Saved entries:
[Start of section]

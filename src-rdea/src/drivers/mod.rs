//! Analysis drivers
//!
//! Six orchestrators over the model builders and the samplers: extreme
//! efficiency, extreme distance, extreme ranks, preference relations, SMAA
//! distributions and pairwise outranking indices. Per-unit work is
//! embarrassingly parallel; every driver runs it on a bounded rayon pool
//! with one solver context per worker and reports results in unit index
//! order regardless of completion order.

use std::sync::Arc;
use std::sync::atomic::{AtomicBool, Ordering};
use std::time::Instant;

use rayon::prelude::*;
use rdea_lp::{Direction, ModelSpec, SolveStatus, SolverCtx};

use crate::data::{CcrProblem, VdeaProblem};
use crate::error::{ConfigError, DeaError};
use crate::imprecise::{ImpreciseCcrProblem, ImpreciseVdeaProblem};
use crate::models::{ccr, imprecise, vdea};
use crate::sampling::Scorer;

pub mod extremes;
pub mod preferences;
pub mod ranks;
pub mod smaa;

pub use extremes::{extreme_distance, extreme_efficiency};
pub use preferences::preference_relations;
pub use ranks::extreme_ranks;
pub use smaa::{smaa, smaa_preferences};

/// Default strict-inequality tolerance.
pub const DEFAULT_EPSILON: f64 = 1e-9;

/// Cooperative cancellation shared between the caller and the workers;
/// checked between solver calls and between samples.
#[derive(Debug, Clone, Default)]
pub struct CancelToken(Arc<AtomicBool>);

impl CancelToken {
    pub fn new() -> Self {
        Self::default()
    }

    pub fn cancel(&self) {
        self.0.store(true, Ordering::Relaxed);
    }

    pub fn is_cancelled(&self) -> bool {
        self.0.load(Ordering::Relaxed)
    }
}

/// A borrowed problem of any of the four model families.
#[derive(Clone, Copy)]
pub enum ModelRef<'a> {
    Ccr(&'a CcrProblem),
    Vdea(&'a VdeaProblem),
    ImpreciseVdea(&'a ImpreciseVdeaProblem),
    ImpreciseCcr(&'a ImpreciseCcrProblem),
}

impl<'a> From<&'a CcrProblem> for ModelRef<'a> {
    fn from(p: &'a CcrProblem) -> Self {
        ModelRef::Ccr(p)
    }
}

impl<'a> From<&'a VdeaProblem> for ModelRef<'a> {
    fn from(p: &'a VdeaProblem) -> Self {
        ModelRef::Vdea(p)
    }
}
//! Solver-agnostic linear and mixed-integer linear models
//!
//! Every optimization question in RDEA is phrased as a [`ModelSpec`]: a flat
//! record of variables (bounds, optional integrality), linear constraint rows
//! and a linear objective. Model builders assemble specs; the [`solver`]
//! module hands them to an LP/MILP oracle and maps the outcome back onto a
//! small status enum.
//!
//! Supported surface:
//! - Sparse linear expressions over indexed variables
//! - Constraint operators <=, >=, =
//! - Continuous variables with finite or infinite bounds
//! - Integer variables (used for frontier-pinning binaries)

use std::fmt;

pub mod solver;

pub use solver::{LpBackend, LpOutcome, MicroLp, SolveStatus, SolverCtx};

/// Index of a variable inside one [`ModelSpec`].
#[derive(Debug, Clone, Copy, PartialEq, Eq, Hash)]
pub struct Var(pub usize);

/// Objective sense.
#[derive(Debug, Clone, Copy, PartialEq, Eq)]
pub enum Direction {
    Minimize,
    Maximize,
}

/// Constraint operator for a row `expr op rhs`.
#[derive(Debug, Clone, Copy, PartialEq, Eq)]
pub enum ConstraintOp {
    Le,
    Ge,
    Eq,
}

impl fmt::Display for ConstraintOp {
    fn fmt(&self, f: &mut fmt::Formatter<'_>) -> fmt::Result {
        match self {
            ConstraintOp::Le => write!(f, "<="),
            ConstraintOp::Ge => write!(f, ">="),
            ConstraintOp::Eq => write!(f, "="),
        }
    }
}

/// Sparse linear expression `sum coef_i * x_i`.
#[derive(Debug, Clone, Default)]
pub struct LinExpr {
    terms: Vec<(Var, f64)>,
}

impl LinExpr {
    pub fn new() -> Self {
        Self { terms: Vec::new() }
    }

    /// Single-term expression.
    pub fn term(var: Var, coef: f64) -> Self {
        Self {
            terms: vec![(var, coef)],
        }
    }

    /// Append `coef * var`; zero coefficients are kept out of the row.
    pub fn add(&mut self, var: Var, coef: f64) -> &mut Self {
        if coef != 0.0 {
            self.terms.push((var, coef));
        }
        self
    }

    /// Append a whole expression scaled by `scale`.
    pub fn add_scaled(&mut self, other: &LinExpr, scale: f64) -> &mut Self {
        for &(v, c) in &other.terms {
            self.add(v, c * scale);
        }
        self
    }

    pub fn is_empty(&self) -> bool {
        self.terms.is_empty()
    }

    pub fn terms(&self) -> &[(Var, f64)] {
        &self.terms
    }

    /// Merge duplicate variables. Oracles typically reject repeated columns
    /// within one row, so rows are canonicalized before hand-off.
    pub fn canonicalize(&self) -> Vec<(Var, f64)> {
        let mut merged: Vec<(Var, f64)> = Vec::with_capacity(self.terms.len());
        let mut sorted = self.terms.clone();
        sorted.sort_by_key(|&(v, _)| v.0);
        for (v, c) in sorted {
            match merged.last_mut() {
                Some((lv, lc)) if *lv == v => *lc += c,
                _ => merged.push((v, c)),
            }
        }
        merged.retain(|&(_, c)| c != 0.0);
        merged
    }

    /// Evaluate the expression at a dense point.
    pub fn eval(&self, x: &[f64]) -> f64 {
        self.terms.iter().map(|&(v, c)| c * x[v.0]).sum()
    }
}

/// One variable of a model: bounds plus integrality.
#[derive(Debug, Clone, Copy)]
pub struct VarDef {
    pub lower: f64,
    pub upper: f64,
    pub integer: bool,
}

/// One constraint row.
#[derive(Debug, Clone)]
pub struct RowConstraint {
    pub expr: LinExpr,
    pub op: ConstraintOp,
    pub rhs: f64,
}

/// A complete LP/MILP instance, independent of any solver.
#[derive(Debug, Clone)]
pub struct ModelSpec {
    pub direction: Direction,
    pub objective: LinExpr,
    vars: Vec<VarDef>,
    rows: Vec<RowConstraint>,
}

impl ModelSpec {
    pub fn new(direction: Direction) -> Self {
        Self {
            direction,
            objective: LinExpr::new(),
            vars: Vec::new(),
            rows: Vec::new(),
        }
    }

    /// Add a continuous variable and return its handle.
    pub fn add_var(&mut self, lower: f64, upper: f64) -> Var {
        debug_assert!(lower <= upper, "variable bounds inverted");
        self.vars.push(VarDef {
            lower,
            upper,
            integer: false,
        });
        Var(self.vars.len() - 1)
    }

    /// Add an integer variable (bounds are rounded outward by the backend).
    pub fn add_integer_var(&mut self, lower: f64, upper: f64) -> Var {
        self.vars.push(VarDef {
            lower,
            upper,
            integer: true,
        });
        Var(self.vars.len() - 1)
    }

    /// Shorthand for a 0/1 variable.
    pub fn add_binary_var(&mut self) -> Var {
        self.add_integer_var(0.0, 1.0)
    }

    pub fn add_row(&mut self, expr: LinExpr, op: ConstraintOp, rhs: f64) {
        self.rows.push(RowConstraint { expr, op, rhs });
    }

    pub fn set_objective(&mut self, objective: LinExpr) {
        self.objective = objective;
    }

    pub fn var_count(&self) -> usize {
        self.vars.len()
    }

    pub fn row_count(&self) -> usize {
        self.rows.len()
    }

    pub fn vars(&self) -> &[VarDef] {
        &self.vars
    }

    pub fn rows(&self) -> &[RowConstraint] {
        &self.rows
    }

    pub fn has_integers(&self) -> bool {
        self.vars.iter().any(|v| v.integer)
    }
}
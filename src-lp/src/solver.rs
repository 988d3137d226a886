//! LP/MILP oracle adapter
//!
//! The engine sees one operation: hand a [`ModelSpec`] to a backend, get a
//! status, an objective value and a variable assignment back. The default
//! backend is `microlp` (pure-Rust simplex with branch-and-bound for integer
//! variables). Anything the oracle reports beyond optimal/infeasible/
//! unbounded is folded into [`SolveStatus::NumericalError`]; panics never
//! cross this boundary.

use microlp::{ComparisonOp, OptimizationDirection, Problem};

use crate::{ConstraintOp, Direction, ModelSpec};

/// Outcome classification of one oracle call.
#[derive(Debug, Clone, Copy, PartialEq, Eq)]
pub enum SolveStatus {
    Optimal,
    Infeasible,
    Unbounded,
    NumericalError,
}

/// Result of one oracle call. `objective` and `values` are meaningful only
/// when `status == Optimal`.
#[derive(Debug, Clone)]
pub struct LpOutcome {
    pub status: SolveStatus,
    pub objective: f64,
    pub values: Vec<f64>,
}

impl LpOutcome {
    fn failed(status: SolveStatus) -> Self {
        Self {
            status,
            objective: f64::NAN,
            values: Vec::new(),
        }
    }
}

/// Narrow seam to the LP/MILP oracle.
pub trait LpBackend {
    fn solve(&mut self, model: &ModelSpec) -> LpOutcome;
}

/// Default backend over the `microlp` crate.
#[derive(Debug, Clone, Copy, Default)]
pub struct MicroLp;

impl LpBackend for MicroLp {
    fn solve(&mut self, model: &ModelSpec) -> LpOutcome {
        let direction = match model.direction {
            Direction::Minimize => OptimizationDirection::Minimize,
            Direction::Maximize => OptimizationDirection::Maximize,
        };
        let mut problem = Problem::new(direction);

        // Dense objective so each column carries its coefficient at creation.
        let mut obj = vec![0.0; model.var_count()];
        for (var, coef) in model.objective.canonicalize() {
            obj[var.0] = coef;
        }

        let mut vars = Vec::with_capacity(model.var_count());
        for (i, def) in model.vars().iter().enumerate() {
            let v = if def.integer {
                let lo = def.lower.max(i32::MIN as f64).ceil() as i32;
                let hi = def.upper.min(i32::MAX as f64).floor() as i32;
                problem.add_integer_var(obj[i], (lo, hi))
            } else {
                problem.add_var(obj[i], (def.lower, def.upper))
            };
            vars.push(v);
        }

        for row in model.rows() {
            let terms: Vec<_> = row
                .expr
                .canonicalize()
                .into_iter()
                .map(|(var, coef)| (vars[var.0], coef))
                .collect();
            let op = match row.op {
                ConstraintOp::Le => ComparisonOp::Le,
                ConstraintOp::Ge => ComparisonOp::Ge,
                ConstraintOp::Eq => ComparisonOp::Eq,
            };
            problem.add_constraint(terms, op, row.rhs);
        }

        match problem.solve() {
            Ok(solution) => {
                let values = vars.iter().map(|&v| solution[v]).collect();
                LpOutcome {
                    status: SolveStatus::Optimal,
                    objective: solution.objective(),
                    values,
                }
            }
            Err(microlp::Error::Infeasible) => LpOutcome::failed(SolveStatus::Infeasible),
            Err(microlp::Error::Unbounded) => LpOutcome::failed(SolveStatus::Unbounded),
            Err(_) => LpOutcome::failed(SolveStatus::NumericalError),
        }
    }
}

/// Per-worker solver context.
///
/// Each rayon worker owns one context for the whole driver call; the many
/// near-identical models of the rank and preference drivers all go through
/// it. `microlp` re-factorizes per solve, so the context amortizes only
/// allocation today, but it is the seam where a basis-reusing backend would
/// keep its warm-start state.
#[derive(Debug, Default)]
pub struct SolverCtx<B: LpBackend = MicroLp> {
    backend: B,
    solves: usize,
}

impl<B: LpBackend> SolverCtx<B> {
    pub fn with_backend(backend: B) -> Self {
        Self { backend, solves: 0 }
    }

    pub fn solve(&mut self, model: &ModelSpec) -> LpOutcome {
        self.solves += 1;
        self.backend.solve(model)
    }

    /// Number of oracle calls issued through this context.
    pub fn solve_count(&self) -> usize {
        self.solves
    }
}

impl SolverCtx<MicroLp> {
    pub fn new() -> Self {
        Self::with_backend(MicroLp)
    }
}
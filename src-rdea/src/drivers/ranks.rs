//! Extreme rank bounds
//!
//! At most `n - 1` LPs per unit per bound. The best achievable rank counts
//! the rivals that are strictly more efficient under every admissible
//! weight; the worst rank counts the rivals that are strictly more
//! efficient under at least one.

use super::{
    ExtremeOptions, ModelRef, RankBounds, check_interrupted, finalize, run_per_unit, solve_value,
};
use crate::error::DeaError;

/// Best and worst achievable rank of every unit.
pub fn extreme_ranks<'a>(
    model: impl Into<ModelRef<'a>>,
    opts: &ExtremeOptions,
) -> Result<RankBounds, DeaError> {
    let model = model.into();
    model.validate_node(opts.node.as_deref())?;
    let n = model.n_units();
    let results = run_per_unit(n, opts.parallelism, |s, ctx| {
        let node = opts.node.as_deref();
        let mut best_rank = 1_usize;
        let mut worst_rank = 1_usize;
        for t in 0..n {
            if t == s {
                continue;
            }
            check_interrupted(&opts.cancel, opts.deadline)?;
            // Can s match t anywhere? If not, t beats s everywhere.
            let weak = solve_value(ctx, &model.pair_spec(s, t, node, opts.epsilon)?, "rank", s)?;
            if weak < -opts.epsilon {
                best_rank += 1;
            }
            // Can t strictly beat s anywhere?
            let strict = solve_value(ctx, &model.pair_spec(t, s, node, opts.epsilon)?, "rank", s)?;
            if strict > opts.epsilon {
                worst_rank += 1;
            }
        }
        Ok((best_rank, worst_rank))
    })?;
    let (values, failed) = finalize(results)?;
    let mut min = vec![0_usize; n];
    let mut max = vec![0_usize; n];
    for (s, v) in values.into_iter().enumerate() {
        if let Some((lo, hi)) = v {
            min[s] = lo;
            max[s] = hi;
        }
    }
    Ok(RankBounds { min, max, failed })
}
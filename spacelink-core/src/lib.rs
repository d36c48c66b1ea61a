//! # spacelink-core
//!
//! Inter-node transport core of a space server.
//!
//! This crate contains:
//! - **Registry**: `ConnectionRegistry`, accepting object-host streams behind small integer ids
//! - **Scheduler**: `FairMessageScheduler`, weighted fair queuing of per-server outbound queues
//! - **Framer**: `MessageFramer` and `ObjectMessage`, one message per frame
//! - **Capacity**: `CapacityEstimator`, exponentially windowed throughput
//! - **Strand / Context**: serialized executors and the shared `SpaceContext`
//! - **Transport**: the `Stream` traits and a length-delimited TCP implementation
//! - **Error**: `LinkError`, a `thiserror`-based error type

pub mod capacity;
pub mod context;
pub mod error;
pub mod fair_queue;
pub mod framer;
pub mod registry;
pub mod scheduler;
pub mod strand;
pub mod transport;

// ── Re-exports for ergonomic usage ───────────────────────────────

pub use capacity::CapacityEstimator;
pub use context::SpaceContext;
pub use error::LinkError;
pub use fair_queue::{FairQueue, QueueStats};
pub use framer::{DEFAULT_MAX_FRAME_SIZE, Frame, MessageFramer, ObjectMessage};
pub use registry::{
    ConnectionHandle, ConnectionPhase, ConnectionRef, ConnectionRegistry, Listener,
    RegistryConfig, RegistryStats, ShortConnectionId,
};
pub use scheduler::{
    FairMessageScheduler, RoundOutcome, SchedulerConfig, SchedulerStats, Sender, ServerId,
};
pub use strand::Strand;
pub use transport::tcp::{DEFAULT_LINK_CAPACITY, LinkConfig};
pub use transport::{
    AcceptHandler, ConnectionStatus, Stream, StreamHandler, StreamListener, TcpLink,
    TcpStreamListener,
};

[End of section]

Please give the number of lines in the entries above that hold "finalize", with no other text.

2